Por eso me parece relevante que un ayuntamiento decida entrar en los institutos con un programa validado por la Mesa Intersectorial de Salud y Educación, con 600 adolescentes como público directo y materiales específicos para familias. El profesorado hará de observador activo; las familias recibirán herramientas para una mediación parental positiva en casa. Bien. Rara vez se ve algo así desde una consulta privada.

El envoltorio institucional y los otros dos proyectos

Los 47.000 euros se reparten en tres partidas. A Adolescentes Conectados y Saludables se suman 11.664,75 euros para el Proceso Participativo de Evaluación de la Estrategia Local de Salud, que arrancó en mayo y revisará el primer Plan Local de Salud de Gandia —vigente entre 2018 y 2025— antes de redactar el segundo. Contempla entrevistas, talleres, grupos de discusión y una actualización del mapa de activos para la salud. La tercera pata, con 23.978,52 euros, es el Programa Comunitario de Promoción de la Salud y Alfabetización en Salud, la iniciativa mejor dotada de las tres. A todo ello se añade una ayuda complementaria de 3.160 euros de la Conselleria de Sanidad a través de XarxaSalut, que cierra la financiación sin coste extra para las arcas municipales.

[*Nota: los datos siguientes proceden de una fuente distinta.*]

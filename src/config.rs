//! Configuration management
//!
//! Configuration is read once at startup from a YAML file and `TRAUTH_*`
//! environment variables (nested keys separated by `__`, e.g.
//! `TRAUTH_COOKIE__SECURE=true`). [`Config::validate`] performs the cheap
//! structural checks; compiling rules, loading the CA bundle and the
//! credential store happens in [`AuthEngine::from_config`](crate::gate::AuthEngine::from_config).

use std::path::Path;

use figment::{
    Figment,
    providers::{Env, Format, Yaml},
};
use serde::{Deserialize, Serialize};

use crate::{Error, Result};

/// Main configuration
#[derive(Debug, Clone, Serialize, Deserialize)]
#[serde(default)]
pub struct Config {
    /// Listener configuration
    pub server: ServerConfig,
    /// Cookie domain; also reported by the authenticated handler
    pub domain: String,
    /// Inline htpasswd content
    pub users: Option<String>,
    /// Path to an htpasswd file
    pub users_file: Option<String>,
    /// Authentication bypass rules
    pub rules: Vec<RuleConfig>,
    /// Session cookie settings
    pub cookie: CookieConfig,
    /// Realm sent in the Basic challenge
    pub realm: String,
    /// PEM bundle of CAs trusted for client certificates
    pub ca_path: Option<String>,
    /// Optional PEM certificate revocation list for client certificates
    pub crl_path: Option<String>,
    /// Read client address, host, URI and scheme from `X-Forwarded-*`
    /// headers. Only enable behind a proxy that overwrites them.
    pub trust_forwarded_headers: bool,
}

impl Default for Config {
    fn default() -> Self {
        Self {
            server: ServerConfig::default(),
            domain: String::new(),
            users: None,
            users_file: None,
            rules: Vec::new(),
            cookie: CookieConfig::default(),
            realm: default_realm(),
            ca_path: None,
            crl_path: None,
            trust_forwarded_headers: false,
        }
    }
}

fn default_realm() -> String {
    "Restricted".to_string()
}

/// Listener configuration
#[derive(Debug, Clone, Serialize, Deserialize)]
#[serde(default)]
pub struct ServerConfig {
    /// Host to bind to
    pub host: String,
    /// Port to listen on
    pub port: u16,
    /// TLS listener; required for client certificates to reach the gate
    pub tls: Option<ServerTlsConfig>,
}

impl Default for ServerConfig {
    fn default() -> Self {
        Self {
            host: "0.0.0.0".to_string(),
            port: 8080,
            tls: None,
        }
    }
}

/// TLS listener certificate and key
#[derive(Debug, Clone, Serialize, Deserialize)]
pub struct ServerTlsConfig {
    /// PEM server certificate chain
    pub cert: String,
    /// PEM server private key
    pub key: String,
}

/// Session cookie settings
#[derive(Debug, Clone, Serialize, Deserialize)]
#[serde(default)]
pub struct CookieConfig {
    /// Cookie name
    pub name: String,
    /// Cookie path
    pub path: String,
    /// Set the `Secure` attribute
    pub secure: bool,
    /// Set the `HttpOnly` attribute
    pub http_only: bool,
    /// 32-byte signing secret. Generated at startup when missing or of the
    /// wrong length, which invalidates sessions on every restart.
    pub key: Option<String>,
}

impl Default for CookieConfig {
    fn default() -> Self {
        Self {
            name: "trauth".to_string(),
            path: "/".to_string(),
            secure: false,
            http_only: false,
            key: None,
        }
    }
}

/// A bypass rule as written in configuration
#[derive(Debug, Clone, Default, Serialize, Deserialize)]
#[serde(default)]
pub struct RuleConfig {
    /// Host the rule applies to (exact match)
    pub domain: String,
    /// Exclusions; any one matching bypasses authentication
    pub excludes: Vec<ExcludeConfig>,
}

/// One exclusion as written in configuration
#[derive(Debug, Clone, Default, Serialize, Deserialize)]
#[serde(default)]
pub struct ExcludeConfig {
    /// Regular expression matched against the request path
    pub path: Option<String>,
    /// CIDR matched against the request source address
    pub ipnet: Option<String>,
}

impl Config {
    /// Load configuration from file and environment
    ///
    /// # Errors
    ///
    /// Returns an error if the config file does not exist, cannot be parsed,
    /// or fails [`Config::validate`].
    pub fn load(path: Option<&Path>) -> Result<Self> {
        let mut figment = Figment::new();

        if let Some(p) = path {
            if !p.exists() {
                return Err(Error::Config(format!(
                    "Config file not found: {}",
                    p.display()
                )));
            }
            figment = figment.merge(Yaml::file(p));
        }

        figment = figment.merge(Env::prefixed("TRAUTH_").split("__"));

        let config: Self = figment
            .extract()
            .map_err(|e| Error::Config(e.to_string()))?;

        config.validate()?;
        Ok(config)
    }

    /// Structural validation that needs no file access.
    ///
    /// # Errors
    ///
    /// Returns `Error::Config` describing the first problem found.
    pub fn validate(&self) -> Result<()> {
        if self.domain.is_empty() {
            return Err(Error::config("a cookie domain has not been configured"));
        }

        if self.users.is_some() && self.users_file.is_some() {
            return Err(Error::config(format!(
                "both users and users_file are set for '{}'",
                self.domain
            )));
        }

        validate_realm(&self.realm)?;

        if self.cookie.name.is_empty()
            || !self
                .cookie
                .name
                .bytes()
                .all(|b| b.is_ascii_alphanumeric() || b"-_.".contains(&b))
        {
            return Err(Error::config(format!(
                "invalid cookie name '{}'",
                self.cookie.name
            )));
        }

        Ok(())
    }

    /// Whether a credential store is configured
    #[must_use]
    pub fn has_credentials(&self) -> bool {
        self.users.is_some() || self.users_file.is_some()
    }
}

/// Reject realms that cannot sit inside `Basic realm="..."`.
///
/// # Errors
///
/// Returns `Error::Config` for a quote or a control character.
pub fn validate_realm(realm: &str) -> Result<()> {
    if realm.contains('"') || realm.chars().any(char::is_control) {
        return Err(Error::config(format!(
            "realm '{}' must not contain quotes or control characters",
            realm.escape_default()
        )));
    }
    Ok(())
}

La concejala delegada de Sanidad y Políticas Saludables, Liduvina Gil, ha enmarcado estas ayudas como un refuerzo del compromiso del consistorio con la salud pública, la prevención y la participación comunitaria. En la convocatoria estatal de 2025, la RECS repartió 1.720.000 euros entre cerca de 300 proyectos de toda España; Gandia se lleva una porción significativa de ese pastel.

Lo que no me cuadra

El plan es loable, pero tiene zonas oscuras que se ven rápido desde la consulta. En la documentación pública no aparece ni un solo indicador de salud visual: ni horas máximas de pantalla pactadas, ni evaluación refractiva basal y de seguimiento, ni coordinación explícita con oftalmólogos de Atención Primaria. Tampoco se detalla cómo se medirá el impacto a medio plazo sobre esos 600 chavales.

Otra duda razonable: el primer Plan Local termina su vigencia en 2025 y el proceso para redactar el segundo arranca ahora, en 2026. El margen es justo, y la conversación entre ciudadanía, profesionales y entidades debería notarse en los centros de salud, no solo en los talleres municipales.

Lo seguiré de cerca. Si en dos años algún instituto de Gandia presume de menos miopía incidente entre sus alumnos, puede que el teatro didáctico haya servido para algo más que para una tarde entretenida.